The Maoist party gave the family Rs 200,000 compensation, but even after ten years the family is still waiting. “I don’t think he’ll ever come back but we want to know what happened,” says Maiya, tearing up.
The youngest of five siblings, the vivacious tenth-grader was just stepping into adulthood when the course of his life changed like many others at the time. Maiya doesn’t know why her son decided to join the Maoists, whether he was forced or it was of his own accord.
She just knows the son the family had pinned their hopes on for a better future will not return. “We had sent our son so he could receive education, who knew this was going to happen,” asks Maiya, who remembers his face, his gestures, little moments in their lives every time she moves around the house.
But the home with such strong memories of Jiwan is no longer the same. The earthquake last April damaged it, and made the top floor uninhabitable.
The Ranjitkar family moved to a temporary shelter after the quake but were forced to live in the damaged house through the winter.
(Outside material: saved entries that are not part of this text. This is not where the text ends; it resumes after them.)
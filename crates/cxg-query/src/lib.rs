// SPDX-License-Identifier: Apache-2.0

//! Read-side computations over an open dataset: filters, embedding
//! normalization, differential expression and per-cell summaries.

#![forbid(unsafe_code)]

mod diffexp;
mod filter;
mod limits;
mod normalize;
mod stats;
mod summarize;

pub use diffexp::{
    plan_bands, rank, DiffexConfig, DiffexEngine, DiffexRequest, DiffexResult, DiffexRow,
    GroupStats,
};
pub use filter::{
    clause_mask, filter_from_query, resolve_filter, validate_axis, AxisFilter, Clause, Filter, IndexClause, MembershipClause,
    RangeClause, Selection,
};
pub use limits::QueryLimits;
pub use normalize::normalize_embedding;
pub use stats::{student_t_sf, two_sided_p};
pub use summarize::{summarize_var, SummaryMethod};

pub const CRATE_NAME: &str = "cxg-query";
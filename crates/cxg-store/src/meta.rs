// SPDX-License-Identifier: Apache-2.0

//! JSON sidecars that describe a store's layout.

use serde::{Deserialize, Serialize};
use serde_json::Value;
use std::collections::BTreeMap;

pub const GROUP_METADATA: &str = "cxg_group_metadata.json";
pub const ARRAY_META: &str = "__array.json";
pub const DATAFRAME_META: &str = "__dataframe.json";
pub const GENESETS: &str = "genesets.json";
pub const CXG_VERSION: &str = "0.3.0";

/// Category label to color (hex string), per annotation column.
pub type CategoryColors = BTreeMap<String, BTreeMap<String, String>>;

#[derive(Debug, Clone, Default, PartialEq, Serialize, Deserialize)]
pub struct CxgProperties {
    #[serde(default, skip_serializing_if = "Option::is_none")]
    pub title: Option<String>,
    #[serde(default, skip_serializing_if = "Option::is_none")]
    pub about: Option<String>,
    #[serde(
        rename = "X_approximate_distribution",
        default,
        skip_serializing_if = "Option::is_none"
    )]
    pub x_approximate_distribution: Option<ApproxDistribution>,
}

#[derive(Debug, Clone, PartialEq, Serialize, Deserialize)]
pub struct GroupMetadata {
    pub cxg_version: String,
    #[serde(default)]
    pub cxg_properties: CxgProperties,
    #[serde(default, skip_serializing_if = "Option::is_none")]
    pub corpora: Option<Value>,
    #[serde(default, skip_serializing_if = "Option::is_none")]
    pub cxg_category_colors: Option<CategoryColors>,
}

#[derive(Debug, Clone, Copy, Default, PartialEq, Eq, Serialize, Deserialize)]
#[serde(rename_all = "lowercase")]
pub enum ApproxDistribution {
    #[default]
    Normal,
    Count,
}

impl ApproxDistribution {
    #[must_use]
    pub const fn as_str(self) -> &'static str {
        match self {
            Self::Normal => "normal",
            Self::Count => "count",
        }
    }
}

#[derive(Debug, Clone, Copy, PartialEq, Eq, Serialize, Deserialize)]
#[serde(rename_all = "lowercase")]
pub enum ArrayEncoding {
    /// Float32 values in `data.bin`, cut into column bands
    /// `tile_extent[1]` wide; each band is stored row-major.
    Dense,
    /// Compressed rows: `indptr.bin` has `shape[0] + 1` entries.
    Csr,
    /// Compressed columns: `indptr.bin` has `shape[1] + 1` entries.
    Csc,
}

#[derive(Debug, Clone, PartialEq, Eq, Serialize, Deserialize)]
pub struct ArrayMeta {
    pub shape: [usize; 2],
    pub tile_extent: [usize; 2],
    pub encoding: ArrayEncoding,
    pub dtype: String,
}

#[derive(Debug, Clone, PartialEq, Eq, Serialize, Deserialize)]
#[serde(rename_all = "lowercase")]
pub enum AttrDtype {
    Float32,
    Float64,
    Int32,
    Int64,
    Uint32,
    Bool,
    String,
    Categorical,
}

/// Overrides the type inferred from an attribute's dtype.
#[derive(Debug, Clone, Default, PartialEq, Eq, Serialize, Deserialize)]
pub struct SchemaHint {
    #[serde(rename = "type", default, skip_serializing_if = "Option::is_none")]
    pub kind: Option<String>,
    #[serde(default, skip_serializing_if = "std::ops::Not::not")]
    pub writable: bool,
}

#[derive(Debug, Clone, PartialEq, Eq, Serialize, Deserialize)]
pub struct AttrMeta {
    pub name: String,
    pub dtype: AttrDtype,
    pub file: String,
    #[serde(default, skip_serializing_if = "Option::is_none")]
    pub schema_hint: Option<SchemaHint>,
}

#[derive(Debug, Clone, PartialEq, Eq, Serialize, Deserialize)]
pub struct DataFrameMeta {
    pub index: String,
    pub nrows: usize,
    pub attributes: Vec<AttrMeta>,
}

impl DataFrameMeta {
    #[must_use]
    pub fn attribute(&self, name: &str) -> Option<&AttrMeta> {
        self.attributes.iter().find(|a| a.name == name)
    }

    #[must_use]
    pub fn keys(&self) -> Vec<String> {
        self.attributes.iter().map(|a| a.name.clone()).collect()
    }
}

#[derive(Debug, Clone, PartialEq, Eq, Serialize, Deserialize)]
pub struct GeneSetGene {
    pub gene_symbol: String,
    #[serde(default)]
    pub gene_description: String,
}

#[derive(Debug, Clone, PartialEq, Eq, Serialize, Deserialize)]
pub struct GeneSet {
    pub geneset_name: String,
    #[serde(default)]
    pub geneset_description: String,
    #[serde(default)]
    pub genes: Vec<GeneSetGene>,
}

#[derive(Debug, Clone, Default, PartialEq, Eq, Serialize, Deserialize)]
pub struct GroupIndex {
    pub members: Vec<String>,
}
/// Rejects configurations the server cannot run with, before binding.
pub fn validate_startup_config(config: &ServerConfig) -> Result<(), CxgError> {
    if config.dataroots.is_empty() {
        return Err(CxgError::configuration("at least one dataroot is required"));
    }
    for (tag, dataroot) in &config.dataroots {
        if tag.is_empty() || tag.contains('/') || tag == "s3_uri" {
            return Err(CxgError::configuration(format!("invalid dataroot tag {tag:?}")));
        }
        parse_store_uri(&dataroot.root)
            .map_err(|e| CxgError::configuration(format!("dataroot {tag}: {e}")))?;
    }
    if config.cache.handles.max_entries == 0 || config.cache.resolver.max_entries == 0 {
        return Err(CxgError::configuration("cache capacities must be > 0"));
    }
    let limits = &config.limits.query;
    if limits.column_request_max == 0 || limits.diffexp_top_n == 0 {
        return Err(CxgError::configuration(
            "column_request_max and diffexp_top_n must be > 0",
        ));
    }
    if limits.diffexp_lfc_cutoff.is_nan() || limits.diffexp_lfc_cutoff < 0.0 {
        return Err(CxgError::configuration(
            "diffexp_lfc_cutoff must be a non-negative number",
        ));
    }
    let dx = &config.diffexp;
    if dx.max_workers == 0 || dx.cpu_multiplier == 0 || dx.target_work_unit == 0 {
        return Err(CxgError::configuration("diffexp pool settings must be > 0"));
    }
    if config.metadata_service.api_base.is_some() && config.metadata_service.web_base.is_none() {
        return Err(CxgError::configuration(
            "metadata_service.api_base requires metadata_service.web_base",
        ));
    }
    if config.auth.user_header.trim().is_empty() {
        return Err(CxgError::configuration("auth.user_header must not be empty"));
    }
    Ok(())
}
Maiya’s husband Bhagat Bahadur, a mason, lost his sight in one of his eyes while working six months ago.
When they moved back, Maiya took to patching up the cracks on the wall of her house with clay and red mud. But she no longer does that. The Gwarko to Panauti road that is under construction will slice right through her house, and the family has been asked to vacate the home.
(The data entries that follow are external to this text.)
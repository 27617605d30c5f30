// SPDX-License-Identifier: Apache-2.0

use std::fmt;

pub type Result<T> = std::result::Result<T, CxgError>;

/// Why a dataset could not be accessed.
#[derive(Debug, Clone, Copy, PartialEq, Eq)]
#[non_exhaustive]
pub enum AccessReason {
    Unauthenticated,
    Forbidden,
    Storage,
}

impl AccessReason {
    #[must_use]
    pub const fn as_str(self) -> &'static str {
        match self {
            Self::Unauthenticated => "unauthenticated",
            Self::Forbidden => "forbidden",
            Self::Storage => "storage",
        }
    }
}

/// Identity of a withdrawn dataset, used to build the collection redirect.
#[derive(Debug, Clone, PartialEq, Eq)]
pub struct Tombstone {
    pub collection_id: Option<String>,
    pub dataset_id: Option<String>,
}

#[derive(Debug, Clone, PartialEq, Eq)]
#[non_exhaustive]
pub enum CxgError {
    Configuration(String),
    DatasetNotFound(String),
    DatasetAccess {
        reason: AccessReason,
        message: String,
    },
    DatasetMetadata(String),
    Tombstone(Tombstone),
    Filter(String),
    ExceedsLimit(String),
    Compute(String),
    JsonEncoding(String),
    UnsupportedSummaryMethod(String),
    CacheExhausted(String),
    Unsupported(String),
}

impl CxgError {
    #[must_use]
    pub fn configuration(message: impl Into<String>) -> Self {
        Self::Configuration(message.into())
    }

    #[must_use]
    pub fn not_found(message: impl Into<String>) -> Self {
        Self::DatasetNotFound(message.into())
    }

    #[must_use]
    pub fn forbidden(message: impl Into<String>) -> Self {
        Self::DatasetAccess {
            reason: AccessReason::Forbidden,
            message: message.into(),
        }
    }

    #[must_use]
    pub fn storage(message: impl Into<String>) -> Self {
        Self::DatasetAccess {
            reason: AccessReason::Storage,
            message: message.into(),
        }
    }

    #[must_use]
    pub fn filter(message: impl Into<String>) -> Self {
        Self::Filter(message.into())
    }

    #[must_use]
    pub fn exceeds_limit(message: impl Into<String>) -> Self {
        Self::ExceedsLimit(message.into())
    }

    #[must_use]
    pub fn compute(message: impl Into<String>) -> Self {
        Self::Compute(message.into())
    }

    #[must_use]
    pub fn unsupported(message: impl Into<String>) -> Self {
        Self::Unsupported(message.into())
    }

    /// Stable machine code, used in error bodies and metric labels.
    #[must_use]
    pub const fn code(&self) -> &'static str {
        match self {
            Self::Configuration(_) => "ConfigurationError",
            Self::DatasetNotFound(_) => "DatasetNotFoundError",
            Self::DatasetAccess { .. } => "DatasetAccessError",
            Self::DatasetMetadata(_) => "DatasetMetadataError",
            Self::Tombstone(_) => "TombstoneError",
            Self::Filter(_) => "FilterError",
            Self::ExceedsLimit(_) => "ExceedsLimitError",
            Self::Compute(_) => "ComputeError",
            Self::JsonEncoding(_) => "JSONEncodingError",
            Self::UnsupportedSummaryMethod(_) => "UnsupportedSummaryMethod",
            Self::CacheExhausted(_) => "CacheExhausted",
            Self::Unsupported(_) => "Unsupported",
        }
    }

    /// Errors that describe the dataset itself rather than a transient
    /// condition. The cache manager stores these as negative entries.
    #[must_use]
    pub const fn is_terminal(&self) -> bool {
        matches!(
            self,
            Self::DatasetNotFound(_) | Self::DatasetAccess { .. } | Self::Tombstone(_)
        )
    }

    #[must_use]
    pub const fn is_access_error(&self) -> bool {
        matches!(self, Self::DatasetAccess { .. })
    }
}

impl fmt::Display for CxgError {
    fn fmt(&self, f: &mut fmt::Formatter<'_>) -> fmt::Result {
        match self {
            Self::Configuration(m)
            | Self::DatasetNotFound(m)
            | Self::DatasetMetadata(m)
            | Self::Filter(m)
            | Self::ExceedsLimit(m)
            | Self::Compute(m)
            | Self::JsonEncoding(m)
            | Self::UnsupportedSummaryMethod(m)
            | Self::CacheExhausted(m)
            | Self::Unsupported(m) => write!(f, "{}: {m}", self.code()),
            Self::DatasetAccess { reason, message } => {
                write!(f, "{} ({}): {message}", self.code(), reason.as_str())
            }
            Self::Tombstone(t) => write!(
                f,
                "{}: dataset {} of collection {} was withdrawn",
                self.code(),
                t.dataset_id.as_deref().unwrap_or("?"),
                t.collection_id.as_deref().unwrap_or("?")
            ),
        }
    }
}

impl std::error::Error for CxgError {}

impl From<serde_json::Error> for CxgError {
    fn from(value: serde_json::Error) -> Self {
        Self::JsonEncoding(value.to_string())
    }
}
“First my son and then my house, I don’t know why God is trying me,” she says, looking at her cracked fingers and dirty nails that testify to her hard life.
Gopen Rai
62-year-old Purna Maya Tamang of Rayale village in Kavre (above) moves around a temporary shelter tending her chicken. She looks forlornly towards the space where her double storey mud and brick house once stood. It was the home her husband Singhabir brought her to for the first time after they got married 42 years ago. Now both the house, and her husband are gone.
Singhabir was one of the more educated people in the village, he had a government job and had voiced dissatisfaction with Maoist threats and intimidation of villagers.
At midnight 14 years ago Maoist guerrillas abducted Singhabir saying they would bring him back in a few days. They threatened the family not to look for him. Two weeks later, news came from another village that a body had been found in a nearby forest.
“The villagers went to look and it was my husband,” recalls Purna Maya, holding Singhabir’s photograph, “there were cuts all over his body, we had to stitch him up for the cremation.”
Then, ten years later, tragedy struck again when her house came down in the earthquake. Far from rebuilding, there is no one to even clear the rubble.
“I remember him every day, especially since our house was destroyed,” says Purna Maya. She has a widow’s cheque from the government, her daughter-in-law sends some money from Kathmandu, but there is no sign of the Rs 200,000 the government promised for reconstruction. Her son has been jobless since the earthquake, so there is no money to rebuild.
As for the war, she hasn’t forgotten what happened that night and still fears the Maoist will come for her son and grandchildren.
Both Maiya and Purna Maya say they expect nothing from the government, neither for the loved ones they lost nor for the damages in the earthquake. “They have forgotten everything. They have forgotten the war and now they are forgetting the earthquake,” says Maiya.